» Problem details: Scan the entries that follow for the word "replacing", then report every line in which it appears.

+ + + + +

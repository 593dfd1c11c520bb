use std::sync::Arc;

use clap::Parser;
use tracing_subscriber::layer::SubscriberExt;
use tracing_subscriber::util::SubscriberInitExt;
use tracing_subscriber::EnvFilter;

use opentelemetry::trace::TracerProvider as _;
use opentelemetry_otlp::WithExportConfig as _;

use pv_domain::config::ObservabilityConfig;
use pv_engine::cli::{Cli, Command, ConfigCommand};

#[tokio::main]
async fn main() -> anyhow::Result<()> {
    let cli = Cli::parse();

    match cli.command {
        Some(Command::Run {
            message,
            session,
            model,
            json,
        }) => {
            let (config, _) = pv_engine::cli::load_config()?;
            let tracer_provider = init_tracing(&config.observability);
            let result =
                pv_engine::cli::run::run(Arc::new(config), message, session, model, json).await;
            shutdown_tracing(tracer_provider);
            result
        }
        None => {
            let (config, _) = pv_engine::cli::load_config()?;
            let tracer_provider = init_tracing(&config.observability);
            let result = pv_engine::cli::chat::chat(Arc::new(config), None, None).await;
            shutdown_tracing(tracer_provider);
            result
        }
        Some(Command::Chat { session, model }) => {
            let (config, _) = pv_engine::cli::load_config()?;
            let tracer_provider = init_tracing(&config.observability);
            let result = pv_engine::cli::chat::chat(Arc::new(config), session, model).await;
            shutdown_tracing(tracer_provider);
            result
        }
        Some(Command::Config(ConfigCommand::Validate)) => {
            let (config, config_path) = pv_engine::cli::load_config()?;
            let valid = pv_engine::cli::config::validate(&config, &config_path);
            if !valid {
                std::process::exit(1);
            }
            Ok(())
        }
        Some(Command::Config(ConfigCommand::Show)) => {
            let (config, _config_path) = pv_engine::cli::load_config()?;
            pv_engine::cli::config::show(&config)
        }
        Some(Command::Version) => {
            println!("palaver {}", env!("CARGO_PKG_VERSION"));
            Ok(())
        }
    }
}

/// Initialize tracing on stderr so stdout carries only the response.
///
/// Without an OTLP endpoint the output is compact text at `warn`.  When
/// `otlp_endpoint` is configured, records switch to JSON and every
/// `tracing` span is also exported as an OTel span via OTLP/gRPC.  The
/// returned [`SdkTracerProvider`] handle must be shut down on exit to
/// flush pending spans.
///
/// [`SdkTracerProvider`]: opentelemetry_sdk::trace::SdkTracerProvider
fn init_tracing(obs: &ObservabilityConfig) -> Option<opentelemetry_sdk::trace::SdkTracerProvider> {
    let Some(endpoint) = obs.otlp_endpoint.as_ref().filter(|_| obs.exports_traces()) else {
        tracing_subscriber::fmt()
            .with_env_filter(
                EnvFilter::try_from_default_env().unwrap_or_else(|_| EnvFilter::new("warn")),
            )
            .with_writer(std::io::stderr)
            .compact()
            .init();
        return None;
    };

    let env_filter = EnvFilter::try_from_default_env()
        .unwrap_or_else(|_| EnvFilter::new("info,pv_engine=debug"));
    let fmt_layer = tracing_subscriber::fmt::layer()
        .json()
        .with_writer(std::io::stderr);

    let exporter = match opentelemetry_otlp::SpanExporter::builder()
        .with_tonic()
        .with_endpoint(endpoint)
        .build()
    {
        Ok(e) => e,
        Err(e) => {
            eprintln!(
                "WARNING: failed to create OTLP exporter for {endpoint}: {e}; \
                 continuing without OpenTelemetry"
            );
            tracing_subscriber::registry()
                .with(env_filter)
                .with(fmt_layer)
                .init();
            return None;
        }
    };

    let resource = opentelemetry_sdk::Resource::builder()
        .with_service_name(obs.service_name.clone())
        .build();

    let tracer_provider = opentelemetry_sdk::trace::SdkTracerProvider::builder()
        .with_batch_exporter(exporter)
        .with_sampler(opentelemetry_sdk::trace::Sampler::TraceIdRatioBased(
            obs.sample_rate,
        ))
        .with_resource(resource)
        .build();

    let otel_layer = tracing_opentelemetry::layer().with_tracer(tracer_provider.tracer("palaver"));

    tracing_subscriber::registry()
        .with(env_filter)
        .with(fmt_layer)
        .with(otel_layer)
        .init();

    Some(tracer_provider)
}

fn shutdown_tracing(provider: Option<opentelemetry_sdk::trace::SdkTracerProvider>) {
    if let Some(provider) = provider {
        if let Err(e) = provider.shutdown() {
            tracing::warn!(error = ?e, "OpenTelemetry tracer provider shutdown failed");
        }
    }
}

+ + + + +

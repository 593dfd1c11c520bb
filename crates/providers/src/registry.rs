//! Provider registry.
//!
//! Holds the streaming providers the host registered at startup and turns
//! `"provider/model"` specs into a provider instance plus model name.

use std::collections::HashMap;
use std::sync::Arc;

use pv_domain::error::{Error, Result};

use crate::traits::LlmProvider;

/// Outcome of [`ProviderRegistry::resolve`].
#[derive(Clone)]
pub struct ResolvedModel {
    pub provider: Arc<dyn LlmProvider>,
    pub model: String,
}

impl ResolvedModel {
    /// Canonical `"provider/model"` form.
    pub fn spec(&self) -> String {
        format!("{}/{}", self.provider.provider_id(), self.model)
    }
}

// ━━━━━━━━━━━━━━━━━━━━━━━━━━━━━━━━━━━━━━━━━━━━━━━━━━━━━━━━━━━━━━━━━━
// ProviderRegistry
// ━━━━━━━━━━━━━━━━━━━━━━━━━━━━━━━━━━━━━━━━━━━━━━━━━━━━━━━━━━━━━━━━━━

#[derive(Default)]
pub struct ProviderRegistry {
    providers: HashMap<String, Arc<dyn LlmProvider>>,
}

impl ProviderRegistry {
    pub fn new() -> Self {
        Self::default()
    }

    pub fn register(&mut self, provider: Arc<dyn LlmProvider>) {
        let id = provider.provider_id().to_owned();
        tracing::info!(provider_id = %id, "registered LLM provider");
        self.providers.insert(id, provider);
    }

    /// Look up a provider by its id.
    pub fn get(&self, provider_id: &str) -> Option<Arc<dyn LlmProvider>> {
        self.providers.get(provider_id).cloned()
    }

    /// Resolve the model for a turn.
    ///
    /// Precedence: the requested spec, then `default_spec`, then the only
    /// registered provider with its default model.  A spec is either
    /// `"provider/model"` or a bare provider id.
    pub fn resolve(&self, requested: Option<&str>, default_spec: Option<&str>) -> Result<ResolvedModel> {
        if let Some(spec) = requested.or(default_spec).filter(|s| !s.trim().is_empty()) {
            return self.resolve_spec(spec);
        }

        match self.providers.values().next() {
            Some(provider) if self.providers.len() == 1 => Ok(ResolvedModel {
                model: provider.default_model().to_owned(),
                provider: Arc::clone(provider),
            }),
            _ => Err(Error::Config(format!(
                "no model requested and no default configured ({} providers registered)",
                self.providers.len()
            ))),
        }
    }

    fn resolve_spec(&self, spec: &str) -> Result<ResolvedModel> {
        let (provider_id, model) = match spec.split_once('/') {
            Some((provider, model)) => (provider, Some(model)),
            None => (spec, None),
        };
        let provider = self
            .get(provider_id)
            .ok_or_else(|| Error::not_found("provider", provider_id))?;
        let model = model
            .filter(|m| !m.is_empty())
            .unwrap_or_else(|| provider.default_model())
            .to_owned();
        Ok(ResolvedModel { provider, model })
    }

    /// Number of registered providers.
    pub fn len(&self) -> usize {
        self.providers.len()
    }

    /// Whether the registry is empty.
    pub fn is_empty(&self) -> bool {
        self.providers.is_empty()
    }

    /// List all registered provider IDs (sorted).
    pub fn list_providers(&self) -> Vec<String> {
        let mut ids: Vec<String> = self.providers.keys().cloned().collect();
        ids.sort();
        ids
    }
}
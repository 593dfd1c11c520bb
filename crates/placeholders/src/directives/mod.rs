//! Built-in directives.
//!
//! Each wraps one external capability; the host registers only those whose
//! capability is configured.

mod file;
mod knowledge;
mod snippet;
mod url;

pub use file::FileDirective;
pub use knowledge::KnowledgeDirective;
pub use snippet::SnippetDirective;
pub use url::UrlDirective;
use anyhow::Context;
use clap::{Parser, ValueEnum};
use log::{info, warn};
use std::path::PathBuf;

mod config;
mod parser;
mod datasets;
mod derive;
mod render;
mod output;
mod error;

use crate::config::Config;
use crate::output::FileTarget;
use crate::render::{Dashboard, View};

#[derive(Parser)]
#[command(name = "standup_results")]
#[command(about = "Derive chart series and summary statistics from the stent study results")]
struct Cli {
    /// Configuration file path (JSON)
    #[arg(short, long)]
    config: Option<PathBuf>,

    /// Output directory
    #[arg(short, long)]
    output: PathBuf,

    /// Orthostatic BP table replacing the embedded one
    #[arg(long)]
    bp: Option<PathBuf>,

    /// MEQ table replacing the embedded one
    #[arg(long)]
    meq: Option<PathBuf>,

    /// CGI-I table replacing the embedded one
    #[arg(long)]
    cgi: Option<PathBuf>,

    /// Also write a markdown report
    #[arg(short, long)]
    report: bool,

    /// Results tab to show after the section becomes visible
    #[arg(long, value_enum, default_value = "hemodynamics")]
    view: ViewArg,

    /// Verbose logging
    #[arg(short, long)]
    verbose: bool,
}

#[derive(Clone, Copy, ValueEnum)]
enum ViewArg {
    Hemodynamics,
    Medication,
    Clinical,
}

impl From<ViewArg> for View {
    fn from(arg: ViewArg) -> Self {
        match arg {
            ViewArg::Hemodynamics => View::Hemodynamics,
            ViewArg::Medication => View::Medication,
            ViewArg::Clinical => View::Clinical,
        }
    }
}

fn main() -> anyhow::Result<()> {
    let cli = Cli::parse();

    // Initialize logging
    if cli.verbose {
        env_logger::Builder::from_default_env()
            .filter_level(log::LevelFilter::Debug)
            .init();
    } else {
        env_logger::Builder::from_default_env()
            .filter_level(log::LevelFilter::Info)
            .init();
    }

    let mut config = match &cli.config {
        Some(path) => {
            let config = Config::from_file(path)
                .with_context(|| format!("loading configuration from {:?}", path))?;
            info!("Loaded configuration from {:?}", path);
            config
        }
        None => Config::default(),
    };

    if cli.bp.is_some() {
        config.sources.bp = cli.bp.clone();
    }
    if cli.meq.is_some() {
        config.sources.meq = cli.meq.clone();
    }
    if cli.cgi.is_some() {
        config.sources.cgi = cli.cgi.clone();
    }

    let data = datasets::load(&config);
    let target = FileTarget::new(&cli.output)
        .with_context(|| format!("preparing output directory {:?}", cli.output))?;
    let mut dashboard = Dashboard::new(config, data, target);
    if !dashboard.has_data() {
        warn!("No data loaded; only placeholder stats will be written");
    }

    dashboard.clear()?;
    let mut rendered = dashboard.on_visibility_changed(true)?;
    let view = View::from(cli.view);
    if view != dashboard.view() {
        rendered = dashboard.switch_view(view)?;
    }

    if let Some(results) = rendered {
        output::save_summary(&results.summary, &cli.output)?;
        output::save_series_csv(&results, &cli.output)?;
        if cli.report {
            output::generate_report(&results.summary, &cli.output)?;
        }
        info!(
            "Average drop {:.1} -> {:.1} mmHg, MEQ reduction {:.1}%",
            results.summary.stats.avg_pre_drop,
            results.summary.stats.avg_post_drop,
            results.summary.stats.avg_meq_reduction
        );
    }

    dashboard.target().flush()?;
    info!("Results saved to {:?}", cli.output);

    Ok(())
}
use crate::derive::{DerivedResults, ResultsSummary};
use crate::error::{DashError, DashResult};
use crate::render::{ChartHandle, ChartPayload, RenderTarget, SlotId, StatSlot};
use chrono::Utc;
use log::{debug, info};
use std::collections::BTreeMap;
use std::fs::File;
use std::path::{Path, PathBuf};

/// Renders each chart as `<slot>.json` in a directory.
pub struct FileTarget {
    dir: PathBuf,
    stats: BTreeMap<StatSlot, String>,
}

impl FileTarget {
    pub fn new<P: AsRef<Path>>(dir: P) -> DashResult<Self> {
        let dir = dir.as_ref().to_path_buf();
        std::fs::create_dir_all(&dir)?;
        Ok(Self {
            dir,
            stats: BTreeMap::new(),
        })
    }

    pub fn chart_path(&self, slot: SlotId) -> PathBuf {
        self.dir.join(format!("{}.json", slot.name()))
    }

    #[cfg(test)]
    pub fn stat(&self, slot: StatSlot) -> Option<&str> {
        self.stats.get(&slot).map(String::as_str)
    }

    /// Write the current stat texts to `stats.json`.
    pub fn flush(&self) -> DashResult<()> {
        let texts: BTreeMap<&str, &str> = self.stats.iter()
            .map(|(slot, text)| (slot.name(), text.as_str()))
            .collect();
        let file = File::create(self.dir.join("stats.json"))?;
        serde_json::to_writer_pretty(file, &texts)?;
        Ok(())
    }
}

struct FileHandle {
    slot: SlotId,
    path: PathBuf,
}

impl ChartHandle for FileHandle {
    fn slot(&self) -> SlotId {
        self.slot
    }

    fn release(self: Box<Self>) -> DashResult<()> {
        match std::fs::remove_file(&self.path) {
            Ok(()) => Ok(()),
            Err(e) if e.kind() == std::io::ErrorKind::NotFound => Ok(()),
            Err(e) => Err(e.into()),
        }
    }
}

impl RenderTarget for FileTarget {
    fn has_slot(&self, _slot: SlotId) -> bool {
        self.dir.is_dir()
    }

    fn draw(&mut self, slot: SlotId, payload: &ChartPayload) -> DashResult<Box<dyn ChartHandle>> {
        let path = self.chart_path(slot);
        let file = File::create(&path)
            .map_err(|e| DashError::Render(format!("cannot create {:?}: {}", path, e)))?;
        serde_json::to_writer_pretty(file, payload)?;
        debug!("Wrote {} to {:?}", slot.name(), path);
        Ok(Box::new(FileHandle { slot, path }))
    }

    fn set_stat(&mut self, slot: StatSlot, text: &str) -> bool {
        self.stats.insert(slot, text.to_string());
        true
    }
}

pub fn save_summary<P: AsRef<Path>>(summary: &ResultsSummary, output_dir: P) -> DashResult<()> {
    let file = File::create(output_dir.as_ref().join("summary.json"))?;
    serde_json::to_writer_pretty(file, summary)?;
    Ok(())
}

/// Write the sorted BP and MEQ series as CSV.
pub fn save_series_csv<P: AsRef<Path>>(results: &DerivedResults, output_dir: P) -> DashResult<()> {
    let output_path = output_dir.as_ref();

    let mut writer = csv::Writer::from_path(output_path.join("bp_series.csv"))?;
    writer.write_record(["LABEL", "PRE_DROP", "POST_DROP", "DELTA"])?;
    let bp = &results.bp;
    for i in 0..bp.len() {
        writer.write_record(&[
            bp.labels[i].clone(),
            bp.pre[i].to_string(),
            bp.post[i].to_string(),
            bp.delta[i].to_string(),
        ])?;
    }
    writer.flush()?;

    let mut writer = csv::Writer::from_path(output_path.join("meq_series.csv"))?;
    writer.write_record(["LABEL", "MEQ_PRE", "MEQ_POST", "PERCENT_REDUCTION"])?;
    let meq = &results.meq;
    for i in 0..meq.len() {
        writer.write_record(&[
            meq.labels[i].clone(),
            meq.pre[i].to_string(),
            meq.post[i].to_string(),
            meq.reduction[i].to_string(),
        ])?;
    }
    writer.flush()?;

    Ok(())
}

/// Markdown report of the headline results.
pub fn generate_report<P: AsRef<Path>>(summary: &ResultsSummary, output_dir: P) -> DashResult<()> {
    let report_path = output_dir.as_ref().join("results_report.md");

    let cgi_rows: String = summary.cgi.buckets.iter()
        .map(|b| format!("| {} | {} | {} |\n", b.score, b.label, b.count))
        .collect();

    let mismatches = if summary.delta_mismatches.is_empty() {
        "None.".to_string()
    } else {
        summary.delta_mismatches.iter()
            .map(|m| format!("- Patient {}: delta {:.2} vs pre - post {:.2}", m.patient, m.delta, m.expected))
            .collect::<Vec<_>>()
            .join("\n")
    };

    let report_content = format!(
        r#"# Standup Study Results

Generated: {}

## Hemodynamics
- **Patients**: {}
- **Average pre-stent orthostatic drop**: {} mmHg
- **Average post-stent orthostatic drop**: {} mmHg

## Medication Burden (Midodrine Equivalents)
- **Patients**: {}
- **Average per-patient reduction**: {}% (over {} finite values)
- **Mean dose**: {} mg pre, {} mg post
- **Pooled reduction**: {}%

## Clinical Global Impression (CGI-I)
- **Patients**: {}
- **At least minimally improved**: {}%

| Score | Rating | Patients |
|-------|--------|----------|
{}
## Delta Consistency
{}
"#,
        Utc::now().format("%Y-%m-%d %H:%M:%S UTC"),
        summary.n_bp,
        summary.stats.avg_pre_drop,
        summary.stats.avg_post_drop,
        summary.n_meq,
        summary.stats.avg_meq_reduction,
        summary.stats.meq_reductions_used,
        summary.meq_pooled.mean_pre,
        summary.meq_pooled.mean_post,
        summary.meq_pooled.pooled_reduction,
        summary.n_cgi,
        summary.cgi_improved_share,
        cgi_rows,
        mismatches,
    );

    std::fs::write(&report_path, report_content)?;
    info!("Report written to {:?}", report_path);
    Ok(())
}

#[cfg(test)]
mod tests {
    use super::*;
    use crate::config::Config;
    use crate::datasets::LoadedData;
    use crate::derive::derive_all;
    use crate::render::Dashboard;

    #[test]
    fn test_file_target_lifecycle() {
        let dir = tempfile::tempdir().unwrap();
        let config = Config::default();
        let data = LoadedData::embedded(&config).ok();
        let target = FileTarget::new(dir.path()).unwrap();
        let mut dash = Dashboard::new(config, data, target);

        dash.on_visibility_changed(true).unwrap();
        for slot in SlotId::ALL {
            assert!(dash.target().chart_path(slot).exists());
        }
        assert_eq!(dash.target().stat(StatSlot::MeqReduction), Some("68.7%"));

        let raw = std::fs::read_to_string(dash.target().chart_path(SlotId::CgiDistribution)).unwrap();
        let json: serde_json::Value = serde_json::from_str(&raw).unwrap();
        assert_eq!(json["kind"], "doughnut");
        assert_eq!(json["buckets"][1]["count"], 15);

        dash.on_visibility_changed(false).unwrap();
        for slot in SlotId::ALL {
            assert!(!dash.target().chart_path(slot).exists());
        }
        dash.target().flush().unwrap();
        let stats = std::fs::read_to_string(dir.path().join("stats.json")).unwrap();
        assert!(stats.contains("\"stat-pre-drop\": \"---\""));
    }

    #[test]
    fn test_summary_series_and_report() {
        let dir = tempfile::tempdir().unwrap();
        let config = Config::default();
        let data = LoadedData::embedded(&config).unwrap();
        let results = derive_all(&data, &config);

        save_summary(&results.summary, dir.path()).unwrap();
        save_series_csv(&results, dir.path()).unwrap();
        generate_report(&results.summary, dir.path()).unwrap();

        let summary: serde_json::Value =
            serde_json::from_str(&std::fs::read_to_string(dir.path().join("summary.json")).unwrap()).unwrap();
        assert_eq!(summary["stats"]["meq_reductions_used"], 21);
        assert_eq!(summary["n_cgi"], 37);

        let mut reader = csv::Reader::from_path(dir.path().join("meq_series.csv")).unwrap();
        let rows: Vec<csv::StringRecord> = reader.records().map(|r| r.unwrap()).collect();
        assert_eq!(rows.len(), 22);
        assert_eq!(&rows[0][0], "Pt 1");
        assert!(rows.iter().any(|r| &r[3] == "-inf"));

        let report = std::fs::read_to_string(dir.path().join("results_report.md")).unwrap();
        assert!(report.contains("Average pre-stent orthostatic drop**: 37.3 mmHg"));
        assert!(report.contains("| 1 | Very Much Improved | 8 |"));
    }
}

+ + + + +

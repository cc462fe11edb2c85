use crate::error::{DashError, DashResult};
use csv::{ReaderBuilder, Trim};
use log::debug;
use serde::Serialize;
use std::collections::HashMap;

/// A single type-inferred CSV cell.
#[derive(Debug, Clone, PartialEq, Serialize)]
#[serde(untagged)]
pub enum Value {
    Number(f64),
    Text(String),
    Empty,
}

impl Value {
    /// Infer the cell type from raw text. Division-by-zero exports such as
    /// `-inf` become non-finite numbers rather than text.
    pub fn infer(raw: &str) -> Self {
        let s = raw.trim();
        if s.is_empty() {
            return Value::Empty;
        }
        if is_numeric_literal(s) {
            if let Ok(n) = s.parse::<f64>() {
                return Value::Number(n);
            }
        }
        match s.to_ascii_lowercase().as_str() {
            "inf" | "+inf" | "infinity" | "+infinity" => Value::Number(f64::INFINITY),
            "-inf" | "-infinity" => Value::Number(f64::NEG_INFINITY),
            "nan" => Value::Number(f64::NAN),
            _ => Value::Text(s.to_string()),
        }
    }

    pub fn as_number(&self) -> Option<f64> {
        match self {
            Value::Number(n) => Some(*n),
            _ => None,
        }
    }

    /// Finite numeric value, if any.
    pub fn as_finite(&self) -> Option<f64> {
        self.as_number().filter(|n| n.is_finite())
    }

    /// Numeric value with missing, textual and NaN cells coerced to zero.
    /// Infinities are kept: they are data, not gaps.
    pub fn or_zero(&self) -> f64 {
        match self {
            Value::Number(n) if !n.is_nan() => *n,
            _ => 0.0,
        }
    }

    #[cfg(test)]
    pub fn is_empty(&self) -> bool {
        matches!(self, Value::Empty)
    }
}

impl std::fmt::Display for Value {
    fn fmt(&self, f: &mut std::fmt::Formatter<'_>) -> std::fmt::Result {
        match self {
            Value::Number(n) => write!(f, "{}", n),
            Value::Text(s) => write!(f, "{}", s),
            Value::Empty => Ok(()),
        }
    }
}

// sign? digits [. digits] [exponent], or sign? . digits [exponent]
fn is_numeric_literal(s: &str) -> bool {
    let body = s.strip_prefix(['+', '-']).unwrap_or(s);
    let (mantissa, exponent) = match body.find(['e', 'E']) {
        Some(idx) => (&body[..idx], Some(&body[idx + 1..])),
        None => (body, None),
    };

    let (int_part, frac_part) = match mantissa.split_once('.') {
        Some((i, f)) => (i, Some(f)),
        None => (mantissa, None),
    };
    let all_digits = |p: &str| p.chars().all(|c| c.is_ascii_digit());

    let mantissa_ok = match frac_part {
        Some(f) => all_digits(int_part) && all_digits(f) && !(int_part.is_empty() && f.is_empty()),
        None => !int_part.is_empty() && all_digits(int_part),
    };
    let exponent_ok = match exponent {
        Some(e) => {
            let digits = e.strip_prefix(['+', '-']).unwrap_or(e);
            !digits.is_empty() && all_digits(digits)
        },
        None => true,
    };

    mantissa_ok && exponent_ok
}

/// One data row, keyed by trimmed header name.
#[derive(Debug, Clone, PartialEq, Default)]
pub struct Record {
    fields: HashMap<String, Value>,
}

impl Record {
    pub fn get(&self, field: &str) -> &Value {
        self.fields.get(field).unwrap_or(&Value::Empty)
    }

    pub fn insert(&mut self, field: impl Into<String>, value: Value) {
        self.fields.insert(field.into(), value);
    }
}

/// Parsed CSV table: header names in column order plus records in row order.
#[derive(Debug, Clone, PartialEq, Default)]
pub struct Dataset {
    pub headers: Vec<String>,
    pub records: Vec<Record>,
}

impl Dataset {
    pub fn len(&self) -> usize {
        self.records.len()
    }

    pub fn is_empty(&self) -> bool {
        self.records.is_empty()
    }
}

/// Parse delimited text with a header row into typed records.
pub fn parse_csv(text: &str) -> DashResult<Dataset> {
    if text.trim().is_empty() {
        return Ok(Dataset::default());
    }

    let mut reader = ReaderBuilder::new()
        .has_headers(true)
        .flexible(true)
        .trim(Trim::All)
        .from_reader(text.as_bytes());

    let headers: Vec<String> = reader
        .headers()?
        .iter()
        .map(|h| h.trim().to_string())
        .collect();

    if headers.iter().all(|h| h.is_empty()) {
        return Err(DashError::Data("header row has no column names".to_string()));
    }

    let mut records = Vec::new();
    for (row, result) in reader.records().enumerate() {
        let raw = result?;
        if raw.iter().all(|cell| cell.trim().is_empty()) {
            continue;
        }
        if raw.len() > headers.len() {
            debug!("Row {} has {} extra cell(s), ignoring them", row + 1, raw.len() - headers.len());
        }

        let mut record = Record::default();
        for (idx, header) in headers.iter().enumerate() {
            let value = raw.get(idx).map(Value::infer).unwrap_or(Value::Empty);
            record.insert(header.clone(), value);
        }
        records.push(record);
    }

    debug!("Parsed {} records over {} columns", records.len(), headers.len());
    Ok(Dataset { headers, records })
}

+ + + + +

» Answer below:
    /// Orthostatic BP table replacing the embedded one
    /// MEQ table replacing the embedded one
    /// CGI-I table replacing the embedded one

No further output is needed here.